Sabrina the Teenage Witch brings back memories of the neon 90’s. It was a time when witches were blond, magic went sideways, and cat-familiars-that-were-once-warlocks-bent-on-world-domination looked like terrifying murder puppets.
But now Sabrina will no longer live solely in the realm of nostalgia; the CW and Warner Bros. television are rebooting a drama based one Sabrina. Variety describes the show as a drama that
“reimagines the origin and adventures of Sabrina as a dark coming-of-age story that traffics in horror, the occult, and witchcraft. The series is described as being tonally in the vein of horror classics like “Rosemary’s Baby” and “The Exorcist,” and will see Sabrina wrestling to reconcile her dual nature as a half-witch, half-mortal while standing against the evil forces that threaten her, her family, and the daylight world humans inhabit.”
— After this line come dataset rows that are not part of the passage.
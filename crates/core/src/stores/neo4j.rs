use crate::error::StorageError;
use crate::graph::GraphStatement;
use crate::traits::GraphStore;
use async_trait::async_trait;
use reqwest::Client;
use serde_json::{json, Value};
use tracing::debug;

/// Statements sent per transactional request.
const STATEMENTS_PER_REQUEST: usize = 200;

pub struct Neo4jStore {
    endpoint: String,
    database: String,
    username: String,
    password: String,
    client: Client,
}

impl Neo4jStore {
    pub fn new(
        endpoint: impl Into<String>,
        database: impl Into<String>,
        username: impl Into<String>,
        password: impl Into<String>,
    ) -> Self {
        let endpoint: String = endpoint.into();
        Self {
            endpoint: endpoint.trim_end_matches('/').to_string(),
            database: database.into(),
            username: username.into(),
            password: password.into(),
            client: Client::new(),
        }
    }

    fn tx_url(&self) -> String {
        format!("{}/db/{}/tx/commit", self.endpoint, self.database)
    }

    async fn commit(&self, statements: &[GraphStatement]) -> Result<(), StorageError> {
        let response = self
            .client
            .post(self.tx_url())
            .basic_auth(&self.username, Some(&self.password))
            .json(&statements_payload(statements))
            .send()
            .await?;

        if !response.status().is_success() {
            return Err(StorageError::backend("neo4j", response.status().to_string()));
        }

        let body: Value = response.json().await?;
        if let Some(message) = first_error(&body) {
            return Err(StorageError::backend("neo4j", message));
        }
        debug!(statements = statements.len(), "neo4j transaction committed");
        Ok(())
    }
}

fn statements_payload(statements: &[GraphStatement]) -> Value {
    let statements: Vec<Value> = statements
        .iter()
        .map(|statement| {
            let (cypher, parameters) = statement.to_cypher();
            json!({ "statement": cypher, "parameters": parameters })
        })
        .collect();
    json!({ "statements": statements })
}

/// The tx endpoint answers 200 even when a statement fails; failures are
/// listed under `errors`.
fn first_error(payload: &Value) -> Option<String> {
    let error = payload.pointer("/errors/0")?;
    let code = error.get("code").and_then(Value::as_str).unwrap_or_default();
    let message = error
        .get("message")
        .and_then(Value::as_str)
        .unwrap_or_default();
    Some(format!("{code}: {message}"))
}

#[async_trait]
impl GraphStore for Neo4jStore {
    async fn run(&self, statement: &GraphStatement) -> Result<(), StorageError> {
        self.commit(std::slice::from_ref(statement)).await
    }

    async fn run_all(&self, statements: &[GraphStatement]) -> Result<(), StorageError> {
        for batch in statements.chunks(STATEMENTS_PER_REQUEST) {
            self.commit(batch).await?;
        }
        Ok(())
    }
}

#[cfg(test)]
mod tests {
    use super::*;
    use crate::graph::NodeRef;

    #[test]
    fn payload_carries_one_entry_per_statement() {
        let rfp = NodeRef::new("Rfp", [("name", json!("Montana RFP 25"))]);
        let document = NodeRef::new("Document", [("name", json!("Montana-RFP"))]);
        let payload = statements_payload(&[
            GraphStatement::node(rfp.clone()),
            GraphStatement::edge(&rfp, "HAS_DOCUMENT", &document),
        ]);

        let statements = payload["statements"].as_array().map(Vec::len);
        assert_eq!(statements, Some(2));
        assert_eq!(payload["statements"][0]["statement"], "MERGE (n:Rfp {name: $k_name})");
        assert_eq!(payload["statements"][0]["parameters"]["k_name"], "Montana RFP 25");
        assert_eq!(payload["statements"][1]["parameters"]["b_name"], "Montana-RFP");
    }

    #[test]
    fn errors_in_a_successful_response_are_detected() {
        let ok = json!({"results": [{"columns": [], "data": []}], "errors": []});
        assert_eq!(first_error(&ok), None);

        let failed = json!({
            "results": [],
            "errors": [{"code": "Neo.ClientError.Statement.SyntaxError", "message": "bad"}]
        });
        assert_eq!(
            first_error(&failed).as_deref(),
            Some("Neo.ClientError.Statement.SyntaxError: bad")
        );
    }

    #[test]
    fn tx_url_targets_the_database() {
        let store = Neo4jStore::new("http://localhost:7474/", "neo4j", "neo4j", "secret");
        assert_eq!(store.tx_url(), "http://localhost:7474/db/neo4j/tx/commit");
    }
}
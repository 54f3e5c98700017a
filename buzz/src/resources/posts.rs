use crate::cache_keys::CacheKey;
use crate::ports::Backend;
use crate::query::{QueryClient, RequestGuard, ResourceState, StateCell};
use shared::Result;
use shared_http::api::{CreatePostRequest, Post, PostQuery, PostStatus, UpdatePostRequest};
use std::sync::Arc;
use tracing::{error, info};

/// Load a post listing; a 304 answer reads as an empty list.
pub async fn load_posts(backend: &dyn Backend, query: &PostQuery) -> Result<Vec<Post>> {
    let list = backend.list_posts(query).await?.into_optional()?;
    Ok(list.map(|l| l.posts).unwrap_or_default())
}

/// The user's posts, optionally narrowed by a [`PostQuery`].
pub struct PostStore {
    backend: Arc<dyn Backend>,
    queries: QueryClient,
    query: PostQuery,
    state: StateCell<Vec<Post>>,
    guard: RequestGuard,
}

impl PostStore {
    pub fn new(backend: Arc<dyn Backend>, queries: QueryClient) -> Self {
        Self::with_query(backend, queries, PostQuery::default())
    }

    pub fn with_query(backend: Arc<dyn Backend>, queries: QueryClient, query: PostQuery) -> Self {
        Self {
            backend,
            queries,
            query,
            state: StateCell::new(),
            guard: RequestGuard::new(),
        }
    }

    pub fn query(&self) -> &PostQuery {
        &self.query
    }

    pub fn state(&self) -> ResourceState<Vec<Post>> {
        self.state.snapshot()
    }

    /// The locally held list, including optimistic patches.
    pub fn posts(&self) -> Vec<Post> {
        self.state.data().unwrap_or_default()
    }

    fn key(&self) -> CacheKey {
        CacheKey::Posts(self.query.clone())
    }

    pub async fn fetch(&self) -> Result<Vec<Post>> {
        let ticket = self.guard.begin();
        self.state.start();

        let backend = Arc::clone(&self.backend);
        let query = self.query.clone();
        let result = self
            .guard
            .run(self.queries.fetch_if(
                self.key(),
                || async move { load_posts(backend.as_ref(), &query).await },
                || self.guard.is_current(ticket),
            ))
            .await
            .map_err(|e| e.or_context("Failed to fetch posts"));

        self.state.settle(&self.guard, ticket, result)
    }

    /// Bypass the cache and load again.
    pub async fn refetch(&self) -> Result<Vec<Post>> {
        self.queries.invalidate(&self.key()).await;
        self.fetch().await
    }

    /// One post straight from the server; the cached listing is left alone.
    pub async fn get(&self, id: &str) -> Result<Post> {
        self.backend
            .get_post(id)
            .await
            .and_then(|r| r.into_data())
            .map_err(|e| e.or_context("Failed to fetch post"))
    }

    /// Create a post and prepend the server's record to the local list.
    pub async fn create(&self, request: &CreatePostRequest) -> Result<Post> {
        let created = self
            .guard
            .run(async { self.backend.create_post(request).await?.into_data() })
            .await
            .map_err(|e| {
                let e = e.or_context("Failed to create post");
                error!("Failed to create post: {}", e);
                e
            })?;

        // Anything still in flight predates the new post
        self.guard.supersede();
        self.state.patch(|posts| posts.get_or_insert_with(Vec::new).insert(0, created.clone()));
        self.invalidate().await;

        info!("Created post {} ({})", created.id, created.status);
        Ok(created)
    }

    /// Update a post and replace the local copy with the server's record.
    pub async fn update(&self, id: &str, request: &UpdatePostRequest) -> Result<Post> {
        let updated = self
            .guard
            .run(async { self.backend.update_post(id, request).await?.into_data() })
            .await
            .map_err(|e| {
                let e = e.or_context("Failed to update post");
                error!("Failed to update post {}: {}", id, e);
                e
            })?;

        self.guard.supersede();
        self.state.patch(|posts| {
            if let Some(posts) = posts {
                for post in posts.iter_mut().filter(|p| p.id == id) {
                    *post = updated.clone();
                }
            }
        });
        self.invalidate().await;

        info!("Updated post {}", id);
        Ok(updated)
    }

    pub async fn delete(&self, id: &str) -> Result<()> {
        self.guard
            .run(async { self.backend.delete_post(id).await?.into_optional() })
            .await
            .map_err(|e| {
                let e = e.or_context("Failed to delete post");
                error!("Failed to delete post {}: {}", id, e);
                e
            })?;

        self.guard.supersede();
        self.state.patch(|posts| {
            if let Some(posts) = posts {
                posts.retain(|p| p.id != id);
            }
        });
        self.invalidate().await;

        info!("Deleted post {}", id);
        Ok(())
    }

    /// Publish now; the local copy flips to `published`.
    pub async fn publish(&self, id: &str) -> Result<()> {
        self.guard
            .run(async { self.backend.publish_post(id).await?.into_optional() })
            .await
            .map_err(|e| {
                let e = e.or_context("Failed to publish post");
                error!("Failed to publish post {}: {}", id, e);
                e
            })?;

        self.guard.supersede();
        self.state.patch(|posts| {
            if let Some(posts) = posts {
                for post in posts.iter_mut().filter(|p| p.id == id) {
                    post.status = PostStatus::Published;
                }
            }
        });
        self.invalidate().await;

        info!("Published post {}", id);
        Ok(())
    }

    /// Stop publishing results from requests still in flight.
    pub fn shutdown(&self) {
        self.guard.shutdown();
    }

    async fn invalidate(&self) {
        let keys = [
            self.key(),
            CacheKey::Posts(PostQuery::default()),
            CacheKey::Dashboard,
        ];
        self.queries.invalidate_all(&keys).await;
    }
}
For people who only know Sabrina through the lens of the 90’s, this description sounds out of left field. Where is the light? The joy? The charming dopiness? But the for readers of comic books – yes, Sabrina the Teenage Witch comics exist – this may be less of a shock. In recent iterations, her character has gotten dark.
You should definitely read all about it.
The original Sabrina the Teenage Witch comics were published by Archie Comics and released in 1962. In them, Sabrina wasn’t born in the traditional way but was created by her two aunts, Hilda and Zelda Spellman, when the pair screwed up a magic potion. The trio lived in Greendale, a town near Riverdale where Archie Andrews of Archie Comics fame lived.
Sabrina’s appearance in comics became strange fast.
In the Afterlife with Archie series, she resurrects a man, starts a zombie apocalypse, and is Cthulhu’s bride. In Archie vs. Predator, she is murdered by the titular Predator.
All of those changes have brought us to the most recent Sabrina comics: Chilling Adventure of Sabrina.
The series was released in 2014 as a result of the positive reception to Sabrina’s appearance in Afterlife with Archie. It’s set in the 1960’s, and Sabrina still lives with her aunts in Greendale. Of course when Madam Satan, an old girlfriend of Sabrina’s father, appears straight out of hell, life becomes a bit more complicated.
The series is a fantastic and fun read, and it’s a great way to get in the mood for the TV reboot. (Though the reboot had better keep Salem in it. I love that darn cat, bad muppetry and all.)